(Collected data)
----------
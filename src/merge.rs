//! Merging two filters into a third, k-way merging more than two, and
//! doubling a filter's capacity in place.
//!
//! All three operations are expressed the same way: drain one or more
//! `QfIter`s in ascending key order and reinsert into a freshly built
//! filter, relying on [`crate::filter::CountingQuotientFilter::insert`] to
//! sum counts for keys that appear in more than one input. This mirrors how
//! the teacher crate's own filters have no native "merge" and instead
//! recommend rebuilding from an iterator of elements.

use crate::error::Result;
use crate::filter::CountingQuotientFilter;
use crate::layout::{Header, QfConfig};
use crate::storage::Storage;
use std::collections::BinaryHeap;
use std::cmp::Reverse;
use tracing::debug;

/// Merges `a` and `b` into a freshly built filter with capacity for the
/// union of both. Both inputs must share `(key_bits, value_bits, hash_mode)`
/// to produce comparable hashes; `out_nslots` lets the caller size the
/// result (typically `a.capacity() + b.capacity()`, rounded up to a power
/// of two by [`crate::layout::Header`]).
pub fn merge<'a>(
    a: &CountingQuotientFilter<'_>,
    b: &CountingQuotientFilter<'_>,
    out_nslots: u64,
) -> Result<CountingQuotientFilter<'a>> {
    debug!(out_nslots, "merging two filters");
    let config = QfConfig::new(out_nslots, a.header().key_bits, a.header().value_bits)
        .with_hash_mode(a.header().hash_mode)
        .with_seed(a.header().seed);
    let mut out = CountingQuotientFilter::new(config)?;

    let mut iter_a = a.iter().peekable();
    let mut iter_b = b.iter().peekable();
    loop {
        match (iter_a.peek(), iter_b.peek()) {
            (None, None) => break,
            (Some(_), None) => {
                let (k, v, c) = iter_a.next().unwrap();
                out.insert(k, v, c)?;
            }
            (None, Some(_)) => {
                let (k, v, c) = iter_b.next().unwrap();
                out.insert(k, v, c)?;
            }
            (Some(&(ka, va, _)), Some(&(kb, vb, _))) => {
                if (ka, va) <= (kb, vb) {
                    let (k, v, c) = iter_a.next().unwrap();
                    out.insert(k, v, c)?;
                } else {
                    let (k, v, c) = iter_b.next().unwrap();
                    out.insert(k, v, c)?;
                }
            }
        }
    }
    Ok(out)
}

/// A single entry pending merge from one of `multi_merge`'s inputs.
struct HeapEntry {
    key: u64,
    value: u64,
    count: u64,
    source: usize,
}

impl PartialEq for HeapEntry {
    fn eq(&self, other: &Self) -> bool {
        (self.key, self.value) == (other.key, other.value)
    }
}
impl Eq for HeapEntry {}
impl PartialOrd for HeapEntry {
    fn partial_cmp(&self, other: &Self) -> Option<std::cmp::Ordering> {
        Some(self.cmp(other))
    }
}
impl Ord for HeapEntry {
    fn cmp(&self, other: &Self) -> std::cmp::Ordering {
        (self.key, self.value).cmp(&(other.key, other.value))
    }
}

/// Generalizes [`merge`] to any number of filters via a k-way heap merge,
/// rather than a chain of pairwise merges.
pub fn multi_merge<'a>(
    filters: &[&CountingQuotientFilter<'_>],
    out_nslots: u64,
) -> Result<CountingQuotientFilter<'a>> {
    debug!(count = filters.len(), out_nslots, "k-way merging filters");
    let first = filters.first().expect("multi_merge requires at least one input");
    let config = QfConfig::new(out_nslots, first.header().key_bits, first.header().value_bits)
        .with_hash_mode(first.header().hash_mode)
        .with_seed(first.header().seed);
    let mut out = CountingQuotientFilter::new(config)?;

    let mut iters: Vec<_> = filters.iter().map(|f| f.iter()).collect();
    let mut heap = BinaryHeap::new();
    for (i, it) in iters.iter_mut().enumerate() {
        if let Some((k, v, c)) = it.next() {
            heap.push(Reverse(HeapEntry {
                key: k,
                value: v,
                count: c,
                source: i,
            }));
        }
    }
    while let Some(Reverse(entry)) = heap.pop() {
        out.insert(entry.key, entry.value, entry.count)?;
        if let Some((k, v, c)) = iters[entry.source].next() {
            heap.push(Reverse(HeapEntry {
                key: k,
                value: v,
                count: c,
                source: entry.source,
            }));
        }
    }
    Ok(out)
}

/// Doubles `qf`'s logical slot count in place: builds a new filter at twice
/// the capacity, reinserts every entry, and swaps it in. Used by
/// [`CountingQuotientFilter::resize_double`] when `auto_resize` is set and
/// the load factor crosses 95%.
pub(crate) fn resize_in_place<'a>(qf: &mut CountingQuotientFilter<'a>) -> Result<()> {
    let entries: Vec<(u64, u64, u64)> = qf.iter().collect();
    let header = qf.header();
    let new_nslots = header.nslots * 2;
    debug!(old = header.nslots, new = new_nslots, "auto-resizing filter");
    let new_header = Header::new(
        new_nslots,
        header.key_bits,
        header.value_bits,
        header.hash_mode,
        header.auto_resize,
        header.seed,
    )?;
    let storage: Storage<'a> = Storage::new_owned(new_header.blocks_size_in_bytes() as usize);
    let mut grown = CountingQuotientFilter::from_parts(new_header, storage, qf.lock_mode());
    for (k, v, c) in entries {
        grown.insert(k, v, c)?;
    }
    qf.adopt(grown);
    Ok(())
}

#[cfg(test)]
mod tests {
    use super::*;
    use crate::layout::HashMode;

    fn filled(keys: &[u64], nslots: u64) -> CountingQuotientFilter<'static> {
        let config = QfConfig::new(nslots, 20, 0).with_hash_mode(HashMode::Invertible);
        let mut qf = CountingQuotientFilter::new(config).unwrap();
        for &k in keys {
            qf.insert(k, 0, 1).unwrap();
        }
        qf
    }

    #[test]
    fn test_merge_unions_disjoint_keys() {
        let a = filled(&[1, 2, 3], 64);
        let b = filled(&[4, 5, 6], 64);
        let out = merge(&a, &b, 128).unwrap();
        for k in 1..=6u64 {
            assert_eq!(out.query(k), Some((0, 1)), "missing key {}", k);
        }
    }

    #[test]
    fn test_merge_sums_overlapping_keys() {
        let a = filled(&[1, 2], 64);
        let b = filled(&[2, 3], 64);
        let out = merge(&a, &b, 128).unwrap();
        assert_eq!(out.count_key_value(2, 0), 2);
        assert_eq!(out.count_key_value(1, 0), 1);
        assert_eq!(out.count_key_value(3, 0), 1);
    }

    #[test]
    fn test_multi_merge_three_filters() {
        let a = filled(&[1], 64);
        let b = filled(&[1, 2], 64);
        let c = filled(&[2, 3], 64);
        let out = multi_merge(&[&a, &b, &c], 128).unwrap();
        assert_eq!(out.count_key_value(1, 0), 2);
        assert_eq!(out.count_key_value(2, 0), 2);
        assert_eq!(out.count_key_value(3, 0), 1);
    }

    #[test]
    fn test_resize_preserves_all_entries() {
        let mut qf = filled(&(0..50).collect::<Vec<_>>(), 64);
        let before: Vec<_> = {
            let mut v = qf.iter().collect::<Vec<_>>();
            v.sort();
            v
        };
        resize_in_place(&mut qf).unwrap();
        assert!(qf.capacity() > 64);
        let after: Vec<_> = {
            let mut v = qf.iter().collect::<Vec<_>>();
            v.sort();
            v
        };
        assert_eq!(before, after);
    }
}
----------
Exercise
Looking at the entries above, count each line in which the word "HeapEntry" occurs, then give the total and nothing further.

Task output
7